DATA IN THIS EXERCISE START

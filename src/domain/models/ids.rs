//! Record identifiers and the allocator that hands them out.

use serde::{Deserialize, Serialize};
use std::fmt;
use std::sync::atomic::{AtomicU64, Ordering};

/// Identifier of an encrypted review. Assigned monotonically by its store.
#[derive(Debug, Clone, Copy, PartialEq, Eq, Hash, PartialOrd, Ord, Serialize, Deserialize)]
pub struct ReviewId(pub u64);

impl fmt::Display for ReviewId {
    fn fmt(&self, f: &mut fmt::Formatter<'_>) -> fmt::Result {
        write!(f, "{}", self.0)
    }
}

/// Identifier of a bias model.
#[derive(Debug, Clone, Copy, PartialEq, Eq, Hash, PartialOrd, Ord, Serialize, Deserialize)]
pub struct ModelId(pub u64);

impl fmt::Display for ModelId {
    fn fmt(&self, f: &mut fmt::Formatter<'_>) -> fmt::Result {
        write!(f, "{}", self.0)
    }
}

/// Monotonic id source owned by a single store.
///
/// Ids start at 1 so that 0 never names a record.
#[derive(Debug)]
pub struct IdAllocator {
    next: AtomicU64,
}

impl IdAllocator {
    pub const fn new() -> Self {
        Self::starting_at(1)
    }

    /// Resume allocation after previously issued ids.
    pub const fn starting_at(first: u64) -> Self {
        Self {
            next: AtomicU64::new(first),
        }
    }

    pub fn next_id(&self) -> u64 {
        self.next.fetch_add(1, Ordering::SeqCst)
    }

    /// The id the next call to [`next_id`](Self::next_id) will return.
    pub fn peek(&self) -> u64 {
        self.next.load(Ordering::SeqCst)
    }
}

impl Default for IdAllocator {
    fn default() -> Self {
        Self::new()
    }
}

#[cfg(test)]
mod tests {
    use super::*;

    #[test]
    fn test_allocator_is_monotonic() {
        let allocator = IdAllocator::new();
        assert_eq!(allocator.next_id(), 1);
        assert_eq!(allocator.next_id(), 2);
        assert_eq!(allocator.peek(), 3);

        let resumed = IdAllocator::starting_at(40);
        assert_eq!(resumed.next_id(), 40);
    }
}
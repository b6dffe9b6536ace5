//! Domain layer for sealed-review
//!
//! This module contains the review models, the error taxonomy, and the port
//! traits that storage, oracle and ciphertext adapters implement.

pub mod errors;
pub mod models;
pub mod ports;

pub use errors::{DomainError, DomainResult, ErrorKind};
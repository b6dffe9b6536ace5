//! Encrypted review records and their analysis results.

use chrono::{DateTime, Utc};
use serde::{Deserialize, Serialize};
use std::fmt;

use super::ciphertext::{CiphertextHandle, EncryptedValue};
use super::ids::ReviewId;

/// Ciphertexts supplied when a review is submitted.
#[derive(Debug, Clone, Copy, PartialEq, Eq, Serialize, Deserialize)]
pub struct NewReview {
    pub encrypted_score: CiphertextHandle,
    pub encrypted_reviewer_group: CiphertextHandle,
    pub encrypted_reviewee_group: CiphertextHandle,
}

/// A stored review. Everything except the calibration adjustment is fixed at
/// creation; the adjustment is set at most once.
#[derive(Debug, Clone, PartialEq, Eq, Serialize, Deserialize)]
pub struct EncryptedReview {
    pub id: ReviewId,
    pub encrypted_score: CiphertextHandle,
    pub encrypted_reviewer_group: CiphertextHandle,
    pub encrypted_reviewee_group: CiphertextHandle,
    pub encrypted_calibration_adjustment: EncryptedValue,
    pub created_at: DateTime<Utc>,
}

impl EncryptedReview {
    pub fn new(id: ReviewId, submission: NewReview, created_at: DateTime<Utc>) -> Self {
        Self {
            id,
            encrypted_score: submission.encrypted_score,
            encrypted_reviewer_group: submission.encrypted_reviewer_group,
            encrypted_reviewee_group: submission.encrypted_reviewee_group,
            encrypted_calibration_adjustment: EncryptedValue::uninitialized(),
            created_at,
        }
    }

    /// Whether a calibration adjustment has been set.
    pub const fn is_calibrated(&self) -> bool {
        self.encrypted_calibration_adjustment.is_initialized()
    }
}

/// Derived scores for one review. Created zeroed alongside the review.
///
/// `bias_score`/`is_biased` only mean something once `is_analyzed` is set;
/// `calibrated_score` only once `is_calibrated` is set.
#[derive(Debug, Clone, Copy, PartialEq, Eq, Default, Serialize, Deserialize)]
pub struct AnalysisResult {
    pub bias_score: u32,
    pub calibrated_score: u32,
    pub is_biased: bool,
    pub is_calibrated: bool,
    pub is_analyzed: bool,
}

impl AnalysisResult {
    /// Record the outcome of a bias-analysis round. Re-analysis overwrites
    /// earlier bias fields and never touches calibration.
    pub fn record_bias(&mut self, bias_score: u32, is_biased: bool) {
        self.bias_score = bias_score;
        self.is_biased = is_biased;
        self.is_analyzed = true;
    }

    /// Mark calibrated with the final score. Bias fields are left as they are.
    pub fn record_calibration(&mut self, calibrated_score: u32) {
        self.calibrated_score = calibrated_score;
        self.is_calibrated = true;
    }

    /// Lifecycle summary of this result.
    pub const fn state(&self) -> ReviewState {
        let analysis = match (self.is_analyzed, self.is_biased) {
            (false, _) => AnalysisState::Pending,
            (true, false) => AnalysisState::Clear,
            (true, true) => AnalysisState::Biased,
        };
        ReviewState {
            analysis,
            calibrated: self.is_calibrated,
        }
    }
}

/// Where a review stands in the bias-analysis protocol.
#[derive(Debug, Clone, Copy, PartialEq, Eq, Serialize, Deserialize)]
#[serde(rename_all = "lowercase")]
pub enum AnalysisState {
    Pending,
    Clear,
    Biased,
}

impl AnalysisState {
    pub const fn as_str(&self) -> &'static str {
        match self {
            Self::Pending => "pending",
            Self::Clear => "clear",
            Self::Biased => "biased",
        }
    }
}

impl fmt::Display for AnalysisState {
    fn fmt(&self, f: &mut fmt::Formatter<'_>) -> fmt::Result {
        write!(f, "{}", self.as_str())
    }
}

/// Analysis and calibration are orthogonal; calibration is terminal.
#[derive(Debug, Clone, Copy, PartialEq, Eq, Serialize, Deserialize)]
pub struct ReviewState {
    pub analysis: AnalysisState,
    pub calibrated: bool,
}

#[cfg(test)]
mod tests {
    use super::*;

    #[test]
    fn test_state_transitions() {
        let mut result = AnalysisResult::default();
        assert_eq!(result.state().analysis, AnalysisState::Pending);
        assert!(!result.state().calibrated);

        result.record_bias(15, true);
        assert_eq!(result.state().analysis, AnalysisState::Biased);

        result.record_calibration(85);
        result.record_bias(0, false);
        let state = result.state();
        assert_eq!(state.analysis, AnalysisState::Clear);
        assert!(state.calibrated);
        assert_eq!(result.calibrated_score, 85);
    }

    #[test]
    fn test_new_review_is_uncalibrated() {
        let submission = NewReview {
            encrypted_score: CiphertextHandle([1; 32]),
            encrypted_reviewer_group: CiphertextHandle([2; 32]),
            encrypted_reviewee_group: CiphertextHandle([3; 32]),
        };
        let review = EncryptedReview::new(ReviewId(1), submission, Utc::now());
        assert!(!review.is_calibrated());
        assert_eq!(review.encrypted_score, submission.encrypted_score);
    }
}
//! Self-play training: game generation, TD learning, and the outer loop.
//!
//! - [`SelfPlayDriver`] plays the evaluator against itself and records
//!   a [`Trajectory`] plus the SAN move list.
//! - [`TdUpdater`] replays each finished game backwards and nudges the
//!   weights toward the observed result.
//! - [`Trainer`] ties the two together across a whole run: it loads or
//!   initializes weights, plays the configured number of games, logs
//!   them as PGN, and saves the weights at the end.

pub mod self_play;
pub mod stats;
pub mod td;
pub mod trainer;
pub mod trajectory;

pub use self_play::{PlayedGame, SelfPlayDriver};
pub use stats::TrainingStats;
pub use td::{TdStats, TdUpdater};
pub use trainer::{TrainConfig, Trainer};
pub use trajectory::{Ply, Trajectory};
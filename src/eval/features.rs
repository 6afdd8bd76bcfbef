//! Position features for the linear evaluator.
//!
//! Every position maps to a fixed 5-component vector, each component
//! normalized to roughly [-1, 1] so a single learning rate works across
//! all of them. Differences are always White minus Black; the evaluator's
//! output is therefore a White-perspective score.
//!
//! The scaling constants are part of the persistence contract: stored
//! weights only make sense against features produced at the same scale.

use chess::{Board, Color, MoveGen, Piece, Square, ALL_FILES, ALL_PIECES};

/// Number of feature components, bias included.
pub const FEATURE_COUNT: usize = 5;

/// A single extracted feature vector.
///
/// Layout: material, mobility, center control, pawn structure, bias.
pub type FeatureVector = [f64; FEATURE_COUNT];

/// Central squares used for the center-control component.
pub const CENTER_SQUARES: [Square; 8] = [
    Square::E4,
    Square::D4,
    Square::E5,
    Square::D5,
    Square::C4,
    Square::F4,
    Square::C5,
    Square::F5,
];

const MATERIAL_SCALE: f64 = 10.0;
const MOBILITY_SCALE: f64 = 20.0;
const CENTER_SCALE: f64 = 4.0;
const DOUBLED_PAWN_SCALE: f64 = 2.0;

/// Conventional piece values. The king carries none; it is always on the
/// board, so it would only shift the bias.
#[must_use]
pub fn piece_value(piece: Piece) -> f64 {
    match piece {
        Piece::Pawn => 1.0,
        Piece::Knight => 3.0,
        Piece::Bishop => 3.25,
        Piece::Rook => 5.0,
        Piece::Queen => 9.0,
        Piece::King => 0.0,
    }
}

/// Extract the feature vector for a position.
///
/// Pure: the board is only read. The last component is always exactly 1.0.
#[must_use]
pub fn extract(board: &Board) -> FeatureVector {
    [
        material_difference(board),
        mobility_difference(board),
        center_control_difference(board),
        pawn_structure_difference(board),
        1.0,
    ]
}

/// Signed material balance, White minus Black, scaled by 1/10.
fn material_difference(board: &Board) -> f64 {
    let mut material = 0.0;
    for piece in ALL_PIECES {
        let bb = *board.pieces(piece);
        let white = (bb & *board.color_combined(Color::White)).popcnt() as f64;
        let black = (bb & *board.color_combined(Color::Black)).popcnt() as f64;
        material += piece_value(piece) * (white - black);
    }
    material / MATERIAL_SCALE
}

/// Legal-move count for White minus Black, each scaled by 1/20.
///
/// Both sides are counted regardless of whose turn it is; the non-moving
/// side is counted on the null-moved board. When the side to move is in
/// check the null move is unavailable and the opponent's term is 0.0.
fn mobility_difference(board: &Board) -> f64 {
    let mover = MoveGen::new_legal(board).len() as f64 / MOBILITY_SCALE;
    let opponent = match board.null_move() {
        Some(flipped) => MoveGen::new_legal(&flipped).len() as f64 / MOBILITY_SCALE,
        None => 0.0,
    };
    match board.side_to_move() {
        Color::White => mover - opponent,
        Color::Black => opponent - mover,
    }
}

/// Occupancy of the eight central squares, White minus Black, scaled by 1/4.
fn center_control_difference(board: &Board) -> f64 {
    let mut white = 0;
    let mut black = 0;
    for square in CENTER_SQUARES {
        match board.color_on(square) {
            Some(Color::White) => white += 1,
            Some(Color::Black) => black += 1,
            None => {}
        }
    }
    (white as f64 - black as f64) / CENTER_SCALE
}

/// Doubled-pawn penalty difference.
///
/// Sign convention: carrying more doubled pawns than the opponent pushes
/// this feature negative for White (and positive for Black).
fn pawn_structure_difference(board: &Board) -> f64 {
    let white = doubled_pawns(board, Color::White) as f64 / DOUBLED_PAWN_SCALE;
    let black = doubled_pawns(board, Color::Black) as f64 / DOUBLED_PAWN_SCALE;
    -(white - black)
}

/// Count of pawns beyond the first on each file.
fn doubled_pawns(board: &Board, color: Color) -> u32 {
    let pawns = *board.pieces(Piece::Pawn) & *board.color_combined(color);
    let mut doubled = 0;
    for file in ALL_FILES {
        let on_file = (pawns & chess::get_file(file)).popcnt();
        doubled += on_file.saturating_sub(1);
    }
    doubled
}
//! PGN game records and the append-only game log.

use std::fs::OpenOptions;
use std::io::Write;
use std::path::{Path, PathBuf};

use anyhow::Context;

use crate::core::Outcome;

/// Name both sides play under in training games.
pub const ENGINE_NAME: &str = "SelfTeachEngine";

/// Movetext lines wrap before exceeding this width.
const MOVETEXT_WIDTH: usize = 80;

/// One game, ready to be exported as PGN.
#[derive(Clone, Debug, PartialEq)]
pub struct GameRecord {
    pub event: String,
    pub site: String,
    pub date: String,
    pub round: String,
    pub white: String,
    pub black: String,
    pub result: String,
    pub san_moves: Vec<String>,
}

impl GameRecord {
    /// Record for one self-play training game. Site and date are left
    /// as the PGN unknown markers.
    #[must_use]
    pub fn training_game(round: u32, san_moves: Vec<String>, outcome: Outcome) -> Self {
        Self {
            event: "Self-Play Training".to_string(),
            site: "?".to_string(),
            date: "????.??.??".to_string(),
            round: round.to_string(),
            white: ENGINE_NAME.to_string(),
            black: ENGINE_NAME.to_string(),
            result: outcome.as_pgn().to_string(),
            san_moves,
        }
    }

    /// Export as PGN text: seven-tag roster, blank line, then numbered
    /// movetext ending in the result token.
    #[must_use]
    pub fn to_pgn(&self) -> String {
        let mut out = String::new();
        for (tag, value) in [
            ("Event", &self.event),
            ("Site", &self.site),
            ("Date", &self.date),
            ("Round", &self.round),
            ("White", &self.white),
            ("Black", &self.black),
            ("Result", &self.result),
        ] {
            out.push_str(&format!("[{tag} \"{value}\"]\n"));
        }
        out.push('\n');

        let mut tokens: Vec<String> = Vec::new();
        for (index, san) in self.san_moves.iter().enumerate() {
            if index % 2 == 0 {
                tokens.push(format!("{}.", index / 2 + 1));
            }
            tokens.push(san.clone());
        }
        tokens.push(self.result.clone());

        let mut line_len = 0;
        for token in &tokens {
            if line_len == 0 {
                out.push_str(token);
                line_len = token.len();
            } else if line_len + 1 + token.len() > MOVETEXT_WIDTH {
                out.push('\n');
                out.push_str(token);
                line_len = token.len();
            } else {
                out.push(' ');
                out.push_str(token);
                line_len += 1 + token.len();
            }
        }
        out.push('\n');
        out
    }
}

/// Append-only PGN file; games are separated by a blank line.
#[derive(Clone, Debug)]
pub struct PgnLog {
    path: PathBuf,
}

impl PgnLog {
    #[must_use]
    pub fn new(path: impl Into<PathBuf>) -> Self {
        Self { path: path.into() }
    }

    #[must_use]
    pub fn path(&self) -> &Path {
        &self.path
    }

    /// Append one game, creating the file on first use.
    pub fn append(&self, record: &GameRecord) -> anyhow::Result<()> {
        let mut file = OpenOptions::new()
            .create(true)
            .append(true)
            .open(&self.path)
            .with_context(|| format!("opening PGN log {}", self.path.display()))?;
        file.write_all(record.to_pgn().as_bytes())
            .and_then(|()| file.write_all(b"\n"))
            .with_context(|| format!("appending to PGN log {}", self.path.display()))
    }
}

#[cfg(test)]
mod tests {
    use super::*;
    use std::sync::atomic::{AtomicUsize, Ordering};
    use std::{env, fs, process};

    fn temp_log() -> PgnLog {
        static NEXT_FILE: AtomicUsize = AtomicUsize::new(0);
        let name = format!(
            "chess-td-pgn-{}-{}.pgn",
            process::id(),
            NEXT_FILE.fetch_add(1, Ordering::Relaxed)
        );
        PgnLog::new(env::temp_dir().join(name))
    }

    fn moves(sans: &[&str]) -> Vec<String> {
        sans.iter().map(|s| s.to_string()).collect()
    }

    #[test]
    fn test_headers_follow_the_seven_tag_roster() {
        let record = GameRecord::training_game(3, moves(&["e4", "e5"]), Outcome::WhiteWin);
        let pgn = record.to_pgn();

        let expected_head = "[Event \"Self-Play Training\"]\n\
                             [Site \"?\"]\n\
                             [Date \"????.??.??\"]\n\
                             [Round \"3\"]\n\
                             [White \"SelfTeachEngine\"]\n\
                             [Black \"SelfTeachEngine\"]\n\
                             [Result \"1-0\"]\n\n";
        assert!(pgn.starts_with(expected_head), "got:\n{pgn}");
        assert!(pgn.ends_with("1. e4 e5 1-0\n"));
    }

    #[test]
    fn test_movetext_numbers_full_moves() {
        let record = GameRecord::training_game(
            1,
            moves(&["e4", "e5", "Nf3", "Nc6", "Bb5"]),
            Outcome::Draw,
        );
        assert!(record
            .to_pgn()
            .ends_with("1. e4 e5 2. Nf3 Nc6 3. Bb5 1/2-1/2\n"));
    }

    #[test]
    fn test_unfinished_game_gets_the_open_result() {
        let record = GameRecord::training_game(1, moves(&["e4"]), Outcome::Unfinished);
        let pgn = record.to_pgn();
        assert!(pgn.contains("[Result \"*\"]"));
        assert!(pgn.ends_with("1. e4 *\n"));
    }

    #[test]
    fn test_long_movetext_wraps_at_the_margin() {
        let record =
            GameRecord::training_game(1, moves(&["Nf3"; 120]), Outcome::BlackWin);
        let pgn = record.to_pgn();
        let movetext: Vec<&str> = pgn
            .split("\n\n")
            .nth(1)
            .expect("movetext section")
            .lines()
            .collect();

        assert!(movetext.len() > 1, "expected wrapping, got one line");
        for line in movetext {
            assert!(line.len() <= 80, "line overflows: {line:?}");
        }
    }

    #[test]
    fn test_append_accumulates_games() {
        let log = temp_log();
        log.append(&GameRecord::training_game(1, moves(&["e4"]), Outcome::WhiteWin))
            .unwrap();
        log.append(&GameRecord::training_game(2, moves(&["d4"]), Outcome::BlackWin))
            .unwrap();

        let contents = fs::read_to_string(log.path()).unwrap();
        assert_eq!(contents.matches("[Event ").count(), 2);
        assert!(contents.contains("[Round \"1\"]"));
        assert!(contents.contains("[Round \"2\"]"));

        fs::remove_file(log.path()).unwrap();
    }
}
//! # chess-td
//!
//! A self-teaching chess engine built on a linear position evaluator
//! and temporal-difference learning from self-play.
//!
//! ## How it learns
//!
//! The evaluator scores a position as a dot product over five
//! normalized features: material, mobility, center control, doubled
//! pawns, and a bias term. Two copies of it play each other with
//! epsilon-greedy one-ply lookahead; after every game the trajectory is
//! replayed backwards and each position's value is nudged toward the
//! value of its successor (TD learning), with the final position pulled
//! toward the game result. Weights persist between runs, so training
//! accumulates.
//!
//! ## Modules
//!
//! - `core`: game outcomes and the deterministic, forkable RNG
//! - `eval`: feature extraction, the linear evaluator, weight storage
//! - `policy`: epsilon-greedy move selection
//! - `training`: self-play games, TD updates, and the run loop
//! - `pgn`: SAN rendering and the append-only PGN game log

pub mod core;
pub mod eval;
pub mod pgn;
pub mod policy;
pub mod training;

// Re-export commonly used types
pub use crate::core::{Outcome, TrainRng};

pub use crate::eval::{
    extract, FeatureVector, LinearEvaluator, WeightStore, DEFAULT_WEIGHTS, FEATURE_COUNT,
};

pub use crate::pgn::{san, GameRecord, PgnLog};

pub use crate::policy::MoveSelector;

pub use crate::training::{
    PlayedGame, SelfPlayDriver, TdStats, TdUpdater, TrainConfig, Trainer, TrainingStats,
    Trajectory,
};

DATA IN THIS EXERCISE END

_TASK DIRECTIONS_:
Lines that contain "final" are to be copied from the records above.

_SOLUTION TO THIS PROBLEM_:
    /// Mark calibrated with the final score. Bias fields are left as they are.
//! value of its successor (TD learning), with the final position pulled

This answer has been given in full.